The statement of defence must contain a clear and distinct statement of material facts on which the defendant relies to meet the claim. A mere denial of the plaintiff’s claim is not sufficient. Material facts alleged in the plaint must be distinctly denied or they will be taken to be admitted.’ (emphasis mine)

The Court of Appeal in Gopal v Barclays Bank (2013) Vol II SLR553 upheld the decision of the Supreme Court. I therefore disregard any evidence proffered by the Defendant outside what he has averred in his statement of defence.

  1. I find that the Plaintiffs have proved their case in terms of the encroachment. Their evidence is corroborated by both the land surveyor, Mr. Joelane Sinon and the ample documentary evidence including the correspondence and report of the officers of the Ministry of Housing and Land Use. It appears to me that the Defendant wanted to have his cake and eat it. He was compensated for not being able to cultivate the land but wanted to continue availing of the land for his farming activities. He refused point blank to desist from acts of encroachment. He acted and continues to act as if the property of the Plaintiffs is his. He has caused damage to their land. His actions amount to a faute in terms of Article 1382 of the Civil Code of Seychelles for which he is liable.

  2. As for the quantum of damages payable in this case while I believe the Plaintiffs that untold damage has been done to their land and that they have suffered distress and not been able to enjoy their land for over a decade, not all their claims are made out sufficiently to justify the quantum set out in their Plaint. This Court has stated on many occasions that where parties fail to substantiate their claim the trial judge can only make an arbitrary assessment and award of damages. I err in this exercise on the side of caution and fairness.

  3. Although the Plaintiffs have deponed as having spent SR 17,000 for land survey, relocating and placing beacons on their property they have only claimed SR14, 105.00 in their plaint for the work. I can only grant what the parties have pleaded in their plaint. I therefore award the sum pleaded. The parties have claimed SR 600,000 for the encroachment. At the trial they did not substantiate the claim with any documentary evidence nor did they produce a quantity surveyor to substantiate this claim. As they corroborate each other I am prepared to accept that substantial damage was caused to their property by the encroachment and the building of the wall, store and drain.
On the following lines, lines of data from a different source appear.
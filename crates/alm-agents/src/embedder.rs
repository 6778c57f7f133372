//! HTTP client for a text-embeddings-inference service.

use std::time::Duration;

use async_trait::async_trait;
use backoff::{backoff::Backoff, ExponentialBackoff};
use reqwest::{Client, StatusCode};
use serde::Serialize;
use tracing::{debug, error, warn};

use alm_types::Settings;

use crate::capabilities::Embedder;
use crate::error::AgentError;

/// Configuration for [`TeiEmbedder`].
#[derive(Debug, Clone)]
pub struct TeiEmbedderConfig {
    /// Service base URL, e.g. `http://alm-embedding:8080`
    pub api_url: String,

    /// Vector dimension the service must return
    pub dimension: usize,

    pub timeout: Duration,

    /// Attempts per request, the first one included
    pub max_retries: u32,
}

impl TeiEmbedderConfig {
    pub fn new(api_url: impl Into<String>, dimension: usize) -> Self {
        Self {
            api_url: api_url.into().trim_end_matches('/').to_string(),
            dimension,
            timeout: Duration::from_secs(30),
            max_retries: 3,
        }
    }

    pub fn from_settings(settings: &Settings) -> Self {
        Self {
            timeout: Duration::from_secs(settings.embeddings.timeout_secs),
            ..Self::new(&settings.embeddings.api_url, settings.rag.embedding_dim)
        }
    }
}

#[derive(Serialize)]
struct EmbedRequest<'a> {
    inputs: [&'a str; 1],
}

/// Embeds text through `POST {api_url}/embed`.
pub struct TeiEmbedder {
    client: Client,
    config: TeiEmbedderConfig,
}

impl TeiEmbedder {
    pub fn new(config: TeiEmbedderConfig) -> Result<Self, AgentError> {
        let client = Client::builder()
            .timeout(config.timeout)
            .build()
            .map_err(|e| AgentError::Config(e.to_string()))?;
        Ok(Self { client, config })
    }

    pub fn config(&self) -> &TeiEmbedderConfig {
        &self.config
    }

    async fn request(&self, text: &str) -> Result<Vec<f32>, AgentError> {
        let url = format!("{}/embed", self.config.api_url);
        let response = self
            .client
            .post(&url)
            .json(&EmbedRequest { inputs: [text] })
            .send()
            .await
            .map_err(|e| AgentError::Embedding(format!("request to {url} failed: {e}")))?;

        let status = response.status();
        if !status.is_success() {
            let body = response.text().await.unwrap_or_default();
            return Err(AgentError::EmbeddingStatus {
                status: status.as_u16(),
                body,
            });
        }

        let mut vectors: Vec<Vec<f32>> = response
            .json()
            .await
            .map_err(|e| AgentError::InvalidResponse(format!("embedding response: {e}")))?;
        if vectors.len() != 1 {
            return Err(AgentError::InvalidResponse(format!(
                "expected 1 embedding, got {}",
                vectors.len()
            )));
        }
        let vector = vectors.remove(0);

        if vector.len() != self.config.dimension {
            return Err(AgentError::DimensionMismatch {
                expected: self.config.dimension,
                actual: vector.len(),
            });
        }
        Ok(vector)
    }
}

/// Transport failures, throttling and server errors are retried; client
/// errors and malformed answers are not.
fn is_retryable(err: &AgentError) -> bool {
    match err {
        AgentError::Embedding(_) => true,
        AgentError::EmbeddingStatus { status, .. } => {
            *status == StatusCode::TOO_MANY_REQUESTS.as_u16() || *status >= 500
        }
        _ => false,
    }
}

#[async_trait]
impl Embedder for TeiEmbedder {
    fn dimension(&self) -> usize {
        self.config.dimension
    }

    async fn embed(&self, text: &str) -> Result<Vec<f32>, AgentError> {
        let mut backoff = ExponentialBackoff {
            initial_interval: Duration::from_millis(200),
            max_elapsed_time: Some(Duration::from_secs(30)),
            ..Default::default()
        };
        let mut attempts = 0;

        loop {
            attempts += 1;
            debug!(attempt = attempts, chars = text.len(), "Requesting embedding");

            match self.request(text).await {
                Ok(vector) => return Ok(vector),
                Err(e) => {
                    if !is_retryable(&e) || attempts >= self.config.max_retries {
                        error!(error = %e, attempts, "Embedding failed");
                        return Err(e);
                    }
                    match backoff.next_backoff() {
                        Some(duration) => {
                            warn!(
                                error = %e,
                                retry_in_ms = duration.as_millis(),
                                "Embedding request failed, retrying"
                            );
                            tokio::time::sleep(duration).await;
                        }
                        None => {
                            error!(error = %e, "Backoff exhausted");
                            return Err(e);
                        }
                    }
                }
            }
        }
    }
}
I award SR400, 000 under this head. As for the damage caused by the unlawful excavation and earth cutting I make an award of SR250, 000. The escarpment is partly covered by the head of damages relating to the encorachment already awarded but I accept that it will cause further damage to the property. For this I award SR150, 000. In terms of the loss of use and enjoyment of their land I award SR 100, 00. I award the Plaintiffs another SR80, 000 moral damages for inconvenience, and anxiety and distress.

  4. Rehabilitation work will have to be undertaken namely in terms of the construction of a retaining wall by the Defendant. As I have already said I cannot accept a quote for this work as that quote was submitted after the hearing. I can only make an arbitrary award, While the Defendant is ultimately liable for its construction I anticipate that there will be problems in its construction or the standard of the construction of the wall if it were to be built by the Defendant. I therefore make a further order of SR700, 000 for its construction by the Plaintiffs.

  5. I therefore grant a total of SR 1,694,105 to the Plaintiffs, together with costs of this suit.



  1. Further, I grant a prohibitory injunction to prevent Regis Ah-Kong, the Defendant from trespassing and encroaching in any way whatsoever onto the land of the Plaintiffs, namely Parcel B1624 at La Misère, Mahé.



Signed, dated and delivered at Ile du Port on 18th January 2016.